Danke noch für die PM!
Gruß Anja

 

Hi friedfertig,
es ist eine Geschichte von einer Reiterin für eine Reiterin über eine Reiterin. Insidriger geht es nicht. Deshalb habe ich die Geschichte unter "Sonstige" abgelegt.
Grüße von Emma

 

Hallo Emma!

Ich habe während der ganzen Geschichte nicht mitbekommen, dass deine Heldin schwanger ist. Auch am Ende nicht. Erst als ich Friedfertigs Interpretation gelesen habe, fiel es mir wie Schuppen von den Augen.
Ich bin kein Reiter, und als Mann werde ich niemals wissen wie es ist, schwanger zu sein. Daher ist diese Geschichte emotional ziemlich weit weg von meiner persönlichen Realität, und ich kann gar nicht sagen, ob sie gut oder schlecht war. Sie ist einfach zu weit weg von mir. - Ich wußte auch nicht, dass wir jetzt das Jahr des Pferdes haben, daher konnte ich mit deinem letzten Satz auch nichts anfangen. Irgendwie war das mein Fehler, denn meine Schwester ist sogar ein Feuerpferd (das war 1966), und ich hätte nachdenken und nachrechnen können.

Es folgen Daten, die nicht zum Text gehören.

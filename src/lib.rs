//! This crate provides a doubly-linked list whose nodes live in an arena, and
//! detached cursors that detect when the element they point to is gone.
//!
//! The [`List`] allows inserting, removing elements at any given position in
//! constant time. In compromise, accessing or mutating elements by index takes
//! *O*(*n*) time.
//!
//! Here is a quick example showing how the list works.
//!
//! ```
//! use ds_list::{Error, List};
//!
//! let mut list = List::from([1, 2, 3, 4]);
//!
//! let mut cursor = list.begin();
//! list.insert_before(&cursor, 0).unwrap(); // insert 0 at the front
//! assert_eq!(cursor.get(&list), Ok(&1));
//! assert_eq!(list, List::from([0, 1, 2, 3, 4]));
//!
//! cursor.seek_forward(&list, 2); // move the cursor to 3, and remove it
//! let removed = cursor;
//! assert_eq!(list.remove(&mut cursor), Ok(Some(3)));
//! assert_eq!(cursor.get(&list), Ok(&4));
//! assert_eq!(list, List::from([0, 1, 2, 4]));
//!
//! // The copy taken before the removal is stale now.
//! assert_eq!(removed.get(&list), Err(Error::UndefinedReference));
//! ```
//!
//! # Memory Layout
//!
//! The memory layout of the list is like the following graph:
//! ```text
//!  ╔═══════════╗
//!  ║   head    ║ ─────────────┐                      ┌────────── tail
//!  ╟───────────╢              ↓                      ↓
//!  ║   tail    ║     ┌─────────────┬─────────────┬─────────────┬─────────────┐
//!  ╟───────────╢     │ slot 0      │ slot 1      │ slot 2      │ slot 3      │
//!  ║   len     ║     │ gen 0       │ gen 1       │ gen 0       │ gen 2       │
//!  ╟───────────╢     │ next: 2     │ (vacant)    │ next: None  │ next: 0     │
//!  ║   owner   ║     │ prev: 3     │ next free   │ prev: 0     │ prev: None  │
//!  ╟───────────╢     │ payload T   │ ┄┄┄┄┄┄┄┄┄   │ payload T   │ payload T   │
//!  ║   arena   ║ ──→ └─────────────┴─────────────┴─────────────┴─────────────┘
//!  ╚═══════════╝
//!      List           list order: slot 3 → slot 0 → slot 2
//! ```
//! The `List` contains:
//! - `head` and `tail`, the slots of the first and last elements (both absent
//!   in an empty list);
//! - a length field `len`;
//! - an `owner` tag unique to the list;
//! - the `arena`, a vector of slots. Vacant slots are chained into a free list
//!   and reused by later insertions.
//!
//! Each occupied slot holds:
//! - the `next` link to the slot of the next element (absent for the last
//!   element);
//! - the `prev` link to the slot of the previous element (absent for the first
//!   element);
//! - the actual payload `T`.
//!
//! Every slot also carries a *generation*, bumped each time the slot is freed.
//!
//! # Cursors
//!
//! A [`Cursor`] is a copyable position in a list: the owner tag, slot and
//! generation of its node, plus a [`Direction`]. It does not borrow the list,
//! so cursors can be kept across mutations. If the node is removed, the
//! generation no longer matches and the cursor is detected as stale; it is
//! never dereferenced to a freed or reused slot.
//!
//! A cursor that points to no element is an *end marker*: [`List::end`] for
//! forward cursors and [`List::rend`] for reverse ones.
//!
//! ## Examples
//!
//! ```
//! use ds_list::List;
//!
//! let list = List::from([1, 2, 3]);
//!
//! let mut cursor = list.rbegin();
//! let mut seen = Vec::new();
//! while cursor != list.rend() {
//!     seen.push(*cursor.get(&list).unwrap());
//!     cursor.move_next(&list);
//! }
//! assert_eq!(seen, vec![3, 2, 1]);
//! ```
//!
//! # Iteration
//!
//! Iterating over a list is by the [`Iter`] and [`IterMut`] iterators. These are
//! double-ended iterators and iterate the list like an array (fused and
//! exact-size). [`IterMut`] provides mutability of the elements (but not the
//! linked structure of the list).
//!
//! ```
//! use ds_list::List;
//!
//! let mut list = List::from([1, 2, 3]);
//! let mut iter = list.iter();
//! assert_eq!(iter.next(), Some(&1));
//! assert_eq!(iter.next_back(), Some(&3));
//! assert_eq!(iter.next(), Some(&2));
//! assert_eq!(iter.next(), None);
//! assert_eq!(iter.next(), None); // Fused
//!
//! list.iter_mut().for_each(|item| *item *= 2);
//! assert_eq!(list.into_vec(), vec![2, 4, 6]);
//! ```
//!
//! # Algorithms
//!
//! On top of the cursor primitives the list provides [`splice`], [`join`],
//! [`concat`], [`reversed`], [`filter`], [`shuffle`] and [`sort`]. Containers
//! other than [`List`] can reuse the traversal algorithms of the
//! [`algorithms`] module by implementing [`Bidirectional`].
//!
//! ```
//! use ds_list::List;
//!
//! let mut list = List::from_iter(1..=5);
//! list.splice(1, 2, [9, 10]);
//! assert_eq!(list.to_vec(), vec![1, 9, 10, 4, 5]);
//!
//! assert_eq!(list.filter(|x| x % 2 == 0).into_vec(), vec![10, 4]);
//! assert_eq!(list.sorted().into_vec(), vec![1, 4, 5, 9, 10]);
//! ```
//!
//! # Features
//!
//! - `rand` (default): provides [`Uniform`], a [`RandomSource`] backed by the
//!   `rand` crate. Without it, any `FnMut(usize, usize) -> usize` can be used as
//!   a random source.
//!
//! # Logging
//!
//! Bulk operations and rejected cursors are reported through the [`log`]
//! facade at `trace` and `debug` level. No logger is installed by this crate.
//!
//! [`splice`]: List::splice
//! [`join`]: List::join
//! [`concat`]: List::concat
//! [`reversed`]: List::reversed
//! [`filter`]: List::filter
//! [`shuffle`]: List::shuffle
//! [`sort`]: List::sort
//! [`Bidirectional`]: algorithms::Bidirectional
//! [`Uniform`]: random::Uniform

#[doc(inline)]
pub use error::{Error, Result};
#[doc(inline)]
pub use list::cursor::{Cursor, Direction};
#[doc(inline)]
pub use list::iterator::{IntoIter, Iter, IterMut};
#[doc(inline)]
pub use list::List;
#[doc(inline)]
pub use random::RandomSource;
#[cfg(feature = "rand")]
#[doc(inline)]
pub use random::Uniform;

pub mod algorithms;
pub mod list;
pub mod random;

mod error;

einen abgehalfterten Weihnachtsbaum
Das gefällt mir. Das passt zur Geschichte.

war sie zu langsam, war sie zu langsam, nein, zu langsam durfte sie auf keinen Fall reiten.
Das wurde ohnehin schon besprochen. Sätze wie "wenn ich groß bin, bin ich groß" oder "wenn ich wütend bin, bin ich eben wüten" sagen genau so viel aus wie "wenn Egon tarkat ist, ist er tarkat" ("tarkat" habe ich gerade erfunden), nämlich nichts.

Liebe Grüße
Hubert

 
Zuletzt bearbeitet:

Hi Hubert,
in der Presse habe ich neulich gelesen, dass Herta Däubler Gmelin eine abgehalfterte Ministerin sei, das hat mir gefallen.

Dass eine Frau die Wehen bekommt und auf dem Pferd in eine Klinik reitet, kommt wahrscheinlich nur in Wildwestfilmen vor.

Wir leben noch bis genau am 31. Januar 2003 um 24:00 Uhr im Jahr des Pferdes. Am 1. Februar 2003 beginnt das Jahr der Ziege. Dann werden viele Millionen Chinesen "das Neue Jahr" feiern, tagelang.